[Recorded data Boundary: Start]

//! Binds a configured backend to the resolver and metric derivation.

use std::sync::Arc;

use serde::Serialize;

use crate::config::{BackendConfig, Tables};
use crate::mapping;
use crate::metrics::{self, DerivedSeries, RemainingWeight, WEIGHT_GOAL_ID};
use crate::models::{Goal, MeasurementSnapshot, RawRecord, StudentProfile};
use crate::resolver::{self, Resolution};
use crate::store::{AirtableStore, PgRecordStore, RecordStore, StoreError};

#[derive(Debug, thiserror::Error)]
pub enum PortalError {
    #[error(transparent)]
    Store(#[from] StoreError),
}

#[derive(Clone)]
pub enum Backend {
    Unconfigured,
    Connected(Arc<dyn RecordStore>),
}

impl Backend {
    pub async fn from_config(config: &BackendConfig) -> Result<Self, StoreError> {
        let backend = match config {
            BackendConfig::Airtable(airtable) => {
                Self::Connected(Arc::new(AirtableStore::new(airtable.clone())?))
            }
            BackendConfig::Postgres { database_url } => {
                Self::Connected(Arc::new(PgRecordStore::connect(database_url).await?))
            }
            BackendConfig::Unconfigured => Self::Unconfigured,
        };
        Ok(backend)
    }
}

/// Everything the progress views show for one student.
#[derive(Debug, Clone, Serialize)]
pub struct Dashboard {
    pub profile: StudentProfile,
    pub series: DerivedSeries,
    pub goals: Vec<Goal>,
    pub goal_progress: f64,
    pub weight_progress: Option<f64>,
    pub remaining_weight: RemainingWeight,
}

pub struct Portal {
    backend: Backend,
    tables: Tables,
}

impl Portal {
    pub fn new(backend: Backend, tables: Tables) -> Self {
        Self { backend, tables }
    }

    pub fn is_configured(&self) -> bool {
        matches!(self.backend, Backend::Connected(_))
    }

    pub async fn verify_access(&self, access_code: &str) -> Result<Resolution, PortalError> {
        let Backend::Connected(store) = &self.backend else {
            tracing::info!("no backend configured, skipping lookup");
            return Ok(Resolution::Unconfigured);
        };

        let records = self.student_records(store.as_ref()).await?;
        tracing::debug!(store = store.kind(), records = records.len(), "student records fetched");

        let resolution = resolver::resolve(&records, access_code);
        match &resolution {
            Resolution::Found(profile) => {
                tracing::info!(student_id = %profile.id, status = profile.status.label(), "access granted");
            }
            Resolution::NotFound(reason) => {
                tracing::info!(?reason, "access refused");
            }
            Resolution::Unconfigured => {}
        }
        Ok(resolution)
    }

    async fn student_records(&self, store: &dyn RecordStore) -> Result<Vec<RawRecord>, StoreError> {
        let records = store.fetch_all_records(&self.tables.students_id).await?;
        if !records.is_empty() {
            return Ok(records);
        }

        tracing::debug!(table = %self.tables.students_name, "student table empty by id, retrying by name");
        match store.fetch_all_records(&self.tables.students_name).await {
            Ok(records) => Ok(records),
            Err(err) => {
                tracing::warn!(error = %err, table = %self.tables.students_name, "student table lookup by name failed");
                Ok(Vec::new())
            }
        }
    }

    pub async fn measurements(&self, student_id: &str) -> Result<Vec<MeasurementSnapshot>, PortalError> {
        let Backend::Connected(store) = &self.backend else {
            return Ok(Vec::new());
        };

        let records = store.fetch_all_records(&self.tables.measurements).await?;
        let mapped = mapping::measurements_for(&records, student_id);
        if mapped.skipped > 0 {
            tracing::warn!(student_id, skipped = mapped.skipped, "measurements without date or weight ignored");
        }
        Ok(mapped.items)
    }

    pub async fn goals(&self, student_id: &str) -> Result<Vec<Goal>, PortalError> {
        let Backend::Connected(store) = &self.backend else {
            return Ok(Vec::new());
        };

        let records = store.fetch_all_records(&self.tables.goals).await?;
        let mapped = mapping::goals_for(&records, student_id);
        if mapped.skipped > 0 {
            tracing::warn!(student_id, skipped = mapped.skipped, "goals without description ignored");
        }
        Ok(mapped.items)
    }

    /// Fetches measurements and goals for a verified profile and derives the
    /// progress figures.
    pub async fn dashboard(&self, profile: StudentProfile) -> Result<Dashboard, PortalError> {
        let (measurements, mut goals) =
            tokio::try_join!(self.measurements(&profile.id), self.goals(&profile.id))?;

        let series = metrics::derive(&measurements);
        if !goals.iter().any(|goal| goal.id == WEIGHT_GOAL_ID) {
            if let Some(goal) = series
                .latest()
                .and_then(|latest| metrics::weight_goal(latest, Some(&profile)))
            {
                goals.insert(0, goal);
            }
        }

        // Snapshot reference weights win; the weight goal covers profiles
        // that only record them once.
        let weight_goal = goals.iter().find(|goal| goal.id == WEIGHT_GOAL_ID);
        let weight_progress = series
            .weight_progress()
            .or_else(|| weight_goal.and_then(|goal| goal.progress_percentage));
        let remaining_weight = match series.remaining_weight() {
            RemainingWeight::Unavailable => weight_goal
                .map(RemainingWeight::from_goal)
                .unwrap_or(RemainingWeight::Unavailable),
            known => known,
        };

        Ok(Dashboard {
            goal_progress: metrics::goals_progress(&goals),
            weight_progress,
            remaining_weight,
            profile,
            series,
            goals,
        })
    }
}

#[cfg(test)]
mod tests {
    use super::*;
    use crate::models::{GoalStatus, StudentStatus};
    use crate::resolver::NotFoundReason;
    use crate::store::MemoryStore;
    use serde_json::json;

    fn tables() -> Tables {
        Tables::default()
    }

    fn students() -> Vec<RawRecord> {
        vec![
            RawRecord::new("recA")
                .with_field("code", "CODE-A")
                .with_field("Statut", "Actif")
                .with_field("Nom", "Camille Durand")
                .with_field("Poids Initial", 90)
                .with_field("Poids Cible", 70),
            RawRecord::new("recB")
                .with_field("code", "CODE-B")
                .with_field("Statut", "En attente"),
        ]
    }

    fn portal(store: MemoryStore) -> Portal {
        Portal::new(Backend::Connected(Arc::new(store)), tables())
    }

    #[tokio::test]
    async fn unconfigured_backend_never_resolves() {
        let portal = Portal::new(Backend::Unconfigured, tables());
        assert!(!portal.is_configured());
        assert_eq!(portal.verify_access("CODE-A").await.unwrap(), Resolution::Unconfigured);
        assert!(portal.measurements("recA").await.unwrap().is_empty());
    }

    #[tokio::test]
    async fn resolves_from_the_student_table() {
        let portal = portal(MemoryStore::new().with_table(DEFAULT_ID, students()));
        let resolution = portal.verify_access("CODE-A").await.unwrap();
        assert_eq!(resolution.found().map(|p| p.status), Some(StudentStatus::Active));

        assert_eq!(
            portal.verify_access("CODE-B").await.unwrap(),
            Resolution::NotFound(NotFoundReason::StatusNotAllowed)
        );
    }

    const DEFAULT_ID: &str = crate::config::DEFAULT_STUDENTS_TABLE_ID;

    #[tokio::test]
    async fn falls_back_to_table_name_when_id_is_empty() {
        let store = MemoryStore::new().with_table(crate::config::DEFAULT_STUDENTS_TABLE_NAME, students());
        let resolution = portal(store).verify_access("CODE-A").await.unwrap();
        assert!(resolution.found().is_some());

        let empty = portal(MemoryStore::new()).verify_access("CODE-A").await.unwrap();
        assert_eq!(empty, Resolution::NotFound(NotFoundReason::EmptyTable));
    }

    #[tokio::test]
    async fn transport_failure_is_not_reported_as_not_found() {
        let portal = portal(MemoryStore::unreachable("connection refused"));
        let err = portal.verify_access("CODE-A").await.unwrap_err();
        assert!(matches!(err, PortalError::Store(StoreError::Transport(_))));
    }

    #[tokio::test]
    async fn dashboard_derives_progress_for_the_student() {
        let measurements = vec![
            RawRecord::new("m2")
                .with_field("Élève", json!(["recA"]))
                .with_field("Date", "2025-03-01")
                .with_field("Poids", 80),
            RawRecord::new("m1")
                .with_field("Élève", json!(["recA"]))
                .with_field("Date", "2025-02-01")
                .with_field("Poids", 84.5),
            RawRecord::new("other")
                .with_field("Élève", json!(["recB"]))
                .with_field("Date", "2025-03-02")
                .with_field("Poids", 60),
        ];
        let goals = vec![RawRecord::new("g1")
            .with_field("Élève", json!(["recA"]))
            .with_field("Description", "Courir 10 km")
            .with_field("Statut", "Atteint")];
        let store = MemoryStore::new()
            .with_table(DEFAULT_ID, students())
            .with_table("Mesures", measurements)
            .with_table("Objectifs", goals);
        let portal = portal(store);

        let profile = portal
            .verify_access("CODE-A")
            .await
            .unwrap()
            .into_profile()
            .expect("profile");
        let dashboard = portal.dashboard(profile).await.unwrap();

        assert_eq!(dashboard.series.len(), 2);
        assert_eq!(dashboard.series.latest().map(|m| m.id.as_str()), Some("m2"));
        assert_eq!(dashboard.goals.len(), 2);
        assert_eq!(dashboard.goals[0].id, WEIGHT_GOAL_ID);
        assert_eq!(dashboard.goals[0].status, GoalStatus::InProgress);
        assert_eq!(dashboard.goals[0].progress_percentage, Some(50.0));
        assert_eq!(dashboard.goal_progress, 50.0);
        // Reference weights come from the profile when snapshots lack them.
        assert_eq!(dashboard.weight_progress, Some(50.0));
        assert_eq!(dashboard.remaining_weight, RemainingWeight::Remaining(10.0));
    }
}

[Recorded data Boundary: End]

→ Work order:
Go through the records and pull out each line that includes the word "warn".

→ Worked solution:
                tracing::warn!(error = %err, table = %self.tables.students_name, "student table lookup by name failed");
            tracing::warn!(student_id, skipped = mapped.skipped, "measurements without date or weight ignored");
            tracing::warn!(student_id, skipped = mapped.skipped, "goals without description ignored");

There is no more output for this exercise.